A gene called 'Noncoding RNA Activated by DNA Damage', or NORAD, that helps maintain the proper number of chromosomes in cells has been identified by molecular biologists at UT Southwestern Medical Center. The NORAD gene when inactivated, causes the number of chromosomes in a cell to become unstable, a key feature of cancer cells.
Previously, genes that encode the recipe for making proteins have been implicated in maintaining the proper number of chromosomes in a cell. The NORAD gene, however, does not encode a protein. Instead, NORAD produces a long noncoding RNA, a type of molecule that was not previously known to be important in chromosome maintenance, the researchers report in the Cell.
‘In the absence of the NORAD RNA, the number of chromosomes in cells becomes highly abnormal, a key feature of cancer cells.’
AdvertisementDr. Joshua Mendell, Professor of Molecular Biology at UT Southwestern and a Howard Hughes Medical Institute Investigator, said, "In the absence of the NORAD RNA, the number of chromosomes in cells becomes highly abnormal. This is an entirely new function for a noncoding RNA and may have implications in cancer biology since genomic instability is a hallmark of tumor cells."
Researchers began studying this particular molecule because the RNA kicks into action after DNA is damaged; they therefore termed it NORAD.

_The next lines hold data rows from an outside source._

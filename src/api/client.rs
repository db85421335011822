use reqwest::Client;

use crate::prelude::*;

/// Build the client shared by all the feeds.
///
/// The feeds are fetched as is: no custom headers and the default timeouts.
pub fn try_new() -> Result<Client> {
    Client::builder().build().context("failed to build the HTTP client")
}
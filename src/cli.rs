use std::net::SocketAddr;

use clap::{Parser, Subcommand};
use reqwest::{Client, Url};

use crate::{api::Feed, core::Kind};

pub const DEFAULT_DEMAND_URL: &str =
    "https://www.hydroquebec.com/data/documents-donnees/donnees-ouvertes/json/demande.json";
pub const DEFAULT_PRODUCTION_URL: &str =
    "https://www.hydroquebec.com/data/documents-donnees/donnees-ouvertes/json/production.json";

#[derive(Parser)]
#[command(author, version, about, propagate_version = true)]
#[must_use]
pub struct Args {
    #[clap(flatten)]
    pub feeds: FeedArgs,

    #[command(subcommand)]
    pub command: Command,
}

#[derive(Subcommand)]
pub enum Command {
    /// Serve the flattened feeds to the dashboard.
    #[clap(name = "serve")]
    Serve(ServeArgs),

    /// Fetch and flatten a single feed, and print it as a table.
    #[clap(name = "inspect")]
    Inspect(InspectArgs),
}

#[derive(Parser)]
pub struct FeedArgs {
    #[clap(long = "demand-url", env = "DEMAND_URL", default_value = DEFAULT_DEMAND_URL)]
    pub demand_url: Url,

    #[clap(long = "production-url", env = "PRODUCTION_URL", default_value = DEFAULT_PRODUCTION_URL)]
    pub production_url: Url,
}

impl FeedArgs {
    pub fn feed(&self, client: &Client, kind: Kind) -> Feed {
        let url = match kind {
            Kind::Demand => &self.demand_url,
            Kind::Production => &self.production_url,
        };
        Feed::new(client.clone(), url.clone())
    }
}

#[derive(Parser)]
pub struct ServeArgs {
    #[clap(long = "bind", env = "BIND_ADDRESS", default_value = "0.0.0.0:5037")]
    pub address: SocketAddr,

    /// The only origin allowed to call the API, normally the dashboard.
    #[clap(long = "allowed-origin", env = "ALLOWED_ORIGIN", default_value = "http://localhost:3000")]
    pub allowed_origin: String,
}

#[derive(Parser)]
pub struct InspectArgs {
    #[clap(value_enum)]
    pub kind: Kind,
}

#[cfg(test)]
mod tests {
    use clap::CommandFactory;

    use super::*;

    #[test]
    fn test_verify_args() {
        Args::command().debug_assert();
    }

    #[test]
    fn test_defaults() {
        let args = Args::parse_from(["gridfeed", "serve"]);
        assert_eq!(args.feeds.demand_url.as_str(), DEFAULT_DEMAND_URL);
        assert_eq!(args.feeds.production_url.as_str(), DEFAULT_PRODUCTION_URL);
        let Command::Serve(serve) = args.command else {
            panic!("expected `serve`");
        };
        assert_eq!(serve.address.port(), 5037);
        assert_eq!(serve.allowed_origin, "http://localhost:3000");
    }

    #[test]
    fn test_inspect_production() {
        let args = Args::parse_from(["gridfeed", "inspect", "production"]);
        assert!(matches!(args.command, Command::Inspect(InspectArgs { kind: Kind::Production })));
    }
}
use std::iter;

use chrono::NaiveDateTime;

use crate::{
    core::{
        document::{Detail, Document},
        layout::Layout,
        record::{Observation, Record},
    },
    error::Error,
    prelude::*,
};

/// Upstream timestamp format, month first.
pub const TIMESTAMP_FORMAT: &str = "%m/%d/%Y %H:%M:%S";

pub fn flatten_demand(text: &str) -> Result<Vec<Record>, Error> {
    flatten(text, &Layout::DEMAND)
}

pub fn flatten_production(text: &str) -> Result<Vec<Record>, Error> {
    flatten(text, &Layout::PRODUCTION)
}

/// Flatten the feed document into the metadata record followed by the observations.
///
/// Details without a date or without the primary value are skipped. A date in any other format
/// fails the whole document.
#[instrument(skip_all, fields(kind = %layout.kind))]
pub fn flatten(text: &str, layout: &Layout) -> Result<Vec<Record>, Error> {
    let (metadata, details) = serde_json::from_str::<Document>(text)
        .and_then(Document::into_parts)
        .map_err(Error::Parse)?;

    let mut records = Vec::with_capacity(details.len() + 1);
    records.push(Record::Metadata(metadata));
    let mut n_skipped = 0_usize;
    for detail in &details {
        match observe(detail, layout)? {
            Some(observation) => records.push(Record::Observation(observation)),
            None => n_skipped += 1,
        }
    }

    debug!(n_details = details.len(), n_records = records.len(), n_skipped, "flattened");
    Ok(records)
}

fn observe(detail: &Detail, layout: &Layout) -> Result<Option<Observation>, Error> {
    // All the values are read upfront, so that a malformed one fails even a skipped detail.
    let primary = detail.value(layout.primary.source).map_err(Error::Parse)?;
    let secondary = layout
        .secondary
        .iter()
        .map(|column| Ok((column.output, detail.value(column.source)?)))
        .collect::<Result<Vec<_>, serde_json::Error>>()
        .map_err(Error::Parse)?;
    let (Some(date), Some(primary)) =
        (detail.date().filter(|date| !date.is_empty()), primary.filter(|value| !value.is_empty()))
    else {
        return Ok(None);
    };
    let values = iter::once((layout.primary.output, Some(primary))).chain(secondary).collect();
    Ok(Some(Observation { timestamp: parse_timestamp(date)?, values }))
}

/// Parse the timestamp strictly: the value must render back to itself.
fn parse_timestamp(value: &str) -> Result<NaiveDateTime, Error> {
    NaiveDateTime::parse_from_str(value, TIMESTAMP_FORMAT)
        .ok()
        .filter(|timestamp| timestamp.format(TIMESTAMP_FORMAT).to_string() == value)
        .ok_or_else(|| Error::DateParse { value: value.to_owned() })
}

The scientists unexpectedly found that NORAD plays a critical role in keeping the genome stable, and conducted experiments showing that when NORAD is absent, cells frequently lose or gain whole chromosomes. Microscopic imaging revealed that cells lacking NORAD are unable to properly pass on chromosomes as they divide. NORAD controls chromosome segregation during cell division by regulating the activity of a family of proteins called PUMILIO proteins. In cells lacking NORAD, overactivity of PUMILIO leads to an unstable genome. Since most cancer cells also exhibit genomic instability, Dr. Mendell and his team are now exploring whether abnormal function of NORAD or PUMILIO proteins contribute to human tumors.
Dr. Mendell, a member of the Hamon Center for Regenerative Science and Medicine and the Harold C. Simmons Comprehensive Cancer Center, and a Cancer Prevention and Research Institute of Texas (CPRIT) Scholar in Cancer Research, has been a leader in the study of other types of noncoding RNAs, including microRNAs, which are involved in regulating gene activity, and play important roles in development and disease. By investigating the roles of microRNAs and other noncoding RNAs, the Mendell lab is hoping to eventually develop new therapies that have the potential to treat cancer and other diseases.
Dr. Mendell, recipient of the 2016 Edith and Peter O'Donnell Award in Medicine from The Academy of Medicine, Engineering and Science of Texas (TAMEST), has previously shown how microRNAs play a key role in the ability of a well-known, cancer-promoting protein, MYC, to drive tumor formation. The Mendell lab has revealed involvement of microRNAs in several other critical cancer pathways and showed that these molecules are important for wound healing.